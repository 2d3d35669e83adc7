//! Wire payload shapes and the client-side response record.

use chrono::{SecondsFormat, Utc};
use serde::{Deserialize, Serialize};

use crate::mechanism::MechanismSpec;

/// ISO-8601 timestamp with millisecond precision and a `Z` suffix.
pub fn iso_timestamp() -> String {
    Utc::now().to_rfc3339_opts(SecondsFormat::Millis, true)
}

/// Body of a successful demo response.
#[derive(Debug, Clone, Serialize, Deserialize, PartialEq, Eq)]
pub struct DemoPayload {
    pub message: String,
    /// ISO-8601, server-assigned at response time.
    pub timestamp: String,
    /// Which routing mechanism produced the response.
    pub framework: String,
    pub status: u16,
}

impl DemoPayload {
    /// Build the canonical success body for a mechanism, stamped now.
    pub fn new(mechanism: &MechanismSpec) -> Self {
        Self {
            message: mechanism.message.to_string(),
            timestamp: iso_timestamp(),
            framework: mechanism.label.to_string(),
            status: 200,
        }
    }
}

/// Structured 404 body produced by the sub-application's catch-all.
#[derive(Debug, Clone, Serialize, Deserialize, PartialEq, Eq)]
pub struct RouteNotFoundBody {
    pub error: String,
    /// Echoes exactly the path that was requested.
    pub path: String,
}

/// Client-side view of one completed round trip.
///
/// Owned by the driver and replaced wholesale by the next successful
/// request. `latency_ms` is measured by the client and is not part of
/// the wire payload.
#[derive(Debug, Clone, Serialize, Deserialize, PartialEq, Eq)]
pub struct ResponseRecord {
    pub framework: String,
    pub timestamp_iso: String,
    pub status: u16,
    pub latency_ms: u64,
}

impl ResponseRecord {
    pub fn from_payload(payload: DemoPayload, latency_ms: u64) -> Self {
        Self {
            framework: payload.framework,
            timestamp_iso: payload.timestamp,
            status: payload.status,
            latency_ms,
        }
    }
}

#[cfg(test)]
mod tests {
    use super::*;
    use crate::mechanism::{HONO, NATIVE};

    #[test]
    fn payload_matches_wire_contract() {
        let payload = DemoPayload::new(&NATIVE);
        let json = serde_json::to_value(&payload).unwrap();
        assert_eq!(json["framework"], "Astro Native");
        assert_eq!(json["status"], 200);
        assert_eq!(json["message"], "Data fetched from Astro Native Endpoint");
    }

    #[test]
    fn timestamp_is_iso_8601() {
        let payload = DemoPayload::new(&HONO);
        assert!(chrono::DateTime::parse_from_rfc3339(&payload.timestamp).is_ok());
    }

    #[test]
    fn record_carries_client_measured_latency() {
        let payload = DemoPayload::new(&HONO);
        let record = ResponseRecord::from_payload(payload.clone(), 812);
        assert_eq!(record.framework, payload.framework);
        assert_eq!(record.timestamp_iso, payload.timestamp);
        assert_eq!(record.latency_ms, 812);
    }

    #[test]
    fn decodes_canonical_success_body() {
        let raw = r#"{
            "message": "Data fetched from Hono Router (Vercel Edge/Serverless)",
            "timestamp": "2024-01-01T00:00:00.000Z",
            "framework": "Hono",
            "status": 200
        }"#;
        let payload: DemoPayload = serde_json::from_str(raw).unwrap();
        assert_eq!(payload.framework, "Hono");
    }
}
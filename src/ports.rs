use std::collections::BTreeSet;

use crate::error::{Result, ScanError};

/// A deduplicated set of TCP ports (1..=65535), iterated in ascending order.
#[derive(Debug, Clone, PartialEq, Eq, Default)]
pub struct PortSet(BTreeSet<u16>);

impl PortSet {
    /// Every valid TCP port, used when no port spec is given.
    pub fn full() -> Self {
        Self((1..=u16::MAX).collect())
    }

    pub fn len(&self) -> usize {
        self.0.len()
    }

    pub fn is_empty(&self) -> bool {
        self.0.is_empty()
    }

    pub fn contains(&self, port: u16) -> bool {
        self.0.contains(&port)
    }

    pub fn iter(&self) -> impl Iterator<Item = u16> + '_ {
        self.0.iter().copied()
    }
}

impl FromIterator<u16> for PortSet {
    fn from_iter<I: IntoIterator<Item = u16>>(iter: I) -> Self {
        Self(iter.into_iter().filter(|&p| p != 0).collect())
    }
}

/// Parse a comma-separated port spec such as `22,80-82, 443`.
///
/// Supported tokens:
/// - single port number: `80`
/// - inclusive range: `8000-8010` (spaces around the hyphen are fine)
///
/// Repeated values and overlapping ranges collapse silently. Empty input
/// returns `Ok(None)`, which callers treat as "scan every port".
pub fn parse_port_spec(spec: &str) -> Result<Option<PortSet>> {
    if spec.trim().is_empty() {
        return Ok(None);
    }

    let mut set = BTreeSet::new();
    for raw in spec.split(',') {
        let token = raw.trim();
        if token.is_empty() {
            continue;
        }

        if token.contains('-') {
            let parts: Vec<&str> = token.split('-').collect();
            if parts.len() != 2 {
                return Err(ScanError::port(token, "expected `start-end`"));
            }
            let start = parse_port_str(token, parts[0].trim())?;
            let end = parse_port_str(token, parts[1].trim())?;
            if start > end {
                return Err(ScanError::port(
                    token,
                    format!("range start {start} is greater than end {end}"),
                ));
            }
            set.extend(start..=end);
            continue;
        }

        set.insert(parse_port_str(token, token)?);
    }

    Ok(Some(PortSet(set)))
}

fn parse_port_str(token: &str, s: &str) -> Result<u16> {
    let val: u32 = s
        .parse()
        .map_err(|_| ScanError::port(token, format!("`{s}` is not a port number")))?;
    if val == 0 || val > 65535 {
        return Err(ScanError::port(token, format!("port out of range: {val}")));
    }
    Ok(val as u16)
}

-=-=-=-=-

Filter the entries by the string "Result" and copy each matching line.

use crate::error::{Result, ScanError};
pub fn parse_port_spec(spec: &str) -> Result<Option<PortSet>> {
fn parse_port_str(token: &str, s: &str) -> Result<u16> {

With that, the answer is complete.